En una ocasión en la oficina de mi esposa se dañó un abanico que utilizaban en una oficina donde todavía no habían instalado el aire acondicionado, ya que se acababan de mudar.

Como estábamos en pleno verano, decidí acompañarla a la salida para dirigirnos a un almacén de la localidad y comprar un abanico nuevo.

Al entrar al mismo tuvimos que subir las escaleras ya que el departamento pertinente se encontraba en la segunda planta.

En ese momento reparé en un hombre que en ese momento se encontraba totalmente ensimismado en una tarea que a simple vista parecía su única obsesión: estaba armando abanicos.

Los mismos llegaban en cajetas – totalmente desarmados – y aparentemente el trabajo de este hombre era armarlos para después colocarlos en exhibición para su venta.

El hombre era alto; de complexión gruesa; su rostro reflejaba simpatía y daba un aire de placidez.
Su ropa era sencilla y utilizaba unos zapatos de cuero algo raidos en la punta, pero dignos.
Todo en él rezumaba sencillez.

Me dirigí hacia él y le comenté que estaba interesado en comprar uno de los abanicos.
Para mi sorpresa el hombre me sonrió – algo muy raro entre los vendedores que me encuentro últimamente – y con mucho gusto comenzó a explicarme las bondades de los diferentes modelos.

Por la forma como me atendió pude reparar en que el hombre conocía las artes de la venta y su trato con el público era impecable.

A los 5 minutos ya había elegido el modelo más adecuado para nuestras necesidades y agradeciéndole las atenciones me despedí del hombre que armaba abanicos.
Por supuesto, lo último que vi de él – mientras bajaba las escaleras – fue como abría otra caja y procedía a desparramar las piezas de su siguiente obra maestra.

Pasó mas de un año y en casa se nos dañó el abanico que usamos en la sala.
Fuimos a un centro comercial que nos queda cerca de casa y para nuestra decepción los abanicos disponibles todos eran o de mala calidad o caros.
O peor aún: malos y caros.

Siendo así al día siguiente decidí buscar a mi esposa a la salida de su trabajo y nuevamente decidimos ir al mismo almacén de la ocasión anterior a buscar un buen abanico, tal y como había resultado ser el comprado un año antes.

Para mi sorpresa, al dirigirnos al segundo piso casi tuve la sensación de que el tiempo no había pasado: el hombre que armaba abanicos seguía haciendo exactamente lo mismo.

Aparentemente él no me recordaba, pero por algún extraño efecto de las circunstancias, al verlo en la misma actividad de hace un año recordé todos los detalles de la última compra y reparé en que todo estaba exactamente igual.

Mientras iba camino a casa mi mente trituraba y trituraba una y otra vez los sucesos que acababa de vivir y de repente caí en cuenta en algo: yo también había armado abanicos por 14 años.

No cambies.

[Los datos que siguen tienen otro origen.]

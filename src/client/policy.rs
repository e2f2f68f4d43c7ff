use crate::client::executor::RequestOptions;
use crate::Error;
use rand::Rng;
use std::collections::HashSet;
use std::time::Duration;

/// Internal decision for how to proceed after a failed attempt.
#[derive(Debug, Clone, Copy, PartialEq, Eq)]
pub(crate) enum Decision {
    Retry { delay: Duration },
    Fail,
}

/// Retry policy of the HTTP executor.
///
/// - `max_attempts` counts the first attempt too.
/// - Delay before attempt n+1 is `backoff_factor * 2^(n-1)` seconds plus up to
///   `jitter` random seconds, capped at `max_delay`.
/// - A zero `backoff_factor` retries immediately.
#[derive(Debug, Clone)]
pub(crate) struct RetryPolicy {
    pub max_attempts: u32,
    pub backoff_factor: f64,
    pub jitter: f64,
    pub max_delay: Duration,
    pub retry_err_codes: HashSet<i64>,
}

impl RetryPolicy {
    pub fn new(
        options: &RequestOptions,
        retry_err_codes: &HashSet<i64>,
        max_delay: Duration,
    ) -> Self {
        Self {
            max_attempts: options.retry_count.max(1),
            backoff_factor: options.backoff_factor.max(0.0),
            jitter: 0.0,
            max_delay,
            retry_err_codes: retry_err_codes.clone(),
        }
    }

    pub fn with_jitter(mut self, jitter: f64) -> Self {
        self.jitter = if jitter.is_finite() { jitter.max(0.0) } else { 0.0 };
        self
    }

    fn backoff_delay(&self, attempt: u32) -> Duration {
        if self.backoff_factor == 0.0 {
            return Duration::ZERO;
        }
        let mut secs = self.backoff_factor * 2f64.powi(attempt.min(30) as i32);
        if self.jitter > 0.0 {
            secs += rand::thread_rng().gen_range(0.0..self.jitter);
        }
        Duration::try_from_secs_f64(secs)
            .unwrap_or(self.max_delay)
            .min(self.max_delay)
    }

    /// Whether this error is worth another attempt at all.
    pub fn is_retryable(&self, err: &Error) -> bool {
        match err {
            Error::Transport(_) => true,
            Error::Api { code, .. } => self.retry_err_codes.contains(code),
            _ => false,
        }
    }

    /// Decide what to do next after an attempt failed.
    ///
    /// `attempt` is 0-based (first failure => attempt=0).
    pub fn decide(&self, err: &Error, attempt: u32) -> Decision {
        if self.is_retryable(err) && attempt + 1 < self.max_attempts {
            return Decision::Retry {
                delay: self.backoff_delay(attempt),
            };
        }
        Decision::Fail
    }
}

Evoluciona. – Anónimo

Durante 14 años trabajé en una empresa y durante dicho tiempo me dediqué en cuerpo y alma a cumplir con mi trabajo, creyendo que con ello estaba actuando de buena manera.

Al inicio de mi periplo todas mis actividades eran novedosas y fascinantes.
El cielo era el límite.

Me entregaba con entusiasmo a mis actividades y estaba ávido de aprender cosas nuevas y demostrar que sí podían contar conmigo aunque no tuviera el conocimiento necesario en ese momento.

Gradualmente mi entusiasmo fue muriendo producto de las circunstancias de cambio en la compañía y de mi falta de adaptación ante el nuevo ambiente de trabajo.

En ese momento deposité toda mi frustración sobre la compañía, como forma de expresar mi resentimiento ante su falta de humanidad por los cambios realizados.

En ese momento no supe asimilar que las circunstancias a mi alrededor no dependían para nada de mí, por lo que nada ganaba con “castigar” a la compañía en la forma de despreciar olímpicamente todas las nuevas reglas.
Me consideraba un moderno Gandhi: protestaba de forma pacífica y silenciosa.
Y peor aún: nadie se daba cuenta o a nadie le importaba. En especial a la compañía.

Mi método de exteriorizar mi reproche era el de circunscribirme a hacer mi trabajo, sin esperar nada más: iba totalmente a la deriva, braseando apenas para no ahogarme.

Cualquier oportunidad de promoción era automáticamente desechada por mí y me limitaba a encerrarme en mi “concha”.
Pero eso sí: armaba mis abanicos con eficiencia y esmero… pero que no se les ocurriera pedirme más.

Nunca saqué de mi bolsillo para pagarme un entrenamiento, ya que consideraba que la compañía era la que tenía la responsabilidad de pagar por mi capacitación… como si el beneficio fuera sólo para ella.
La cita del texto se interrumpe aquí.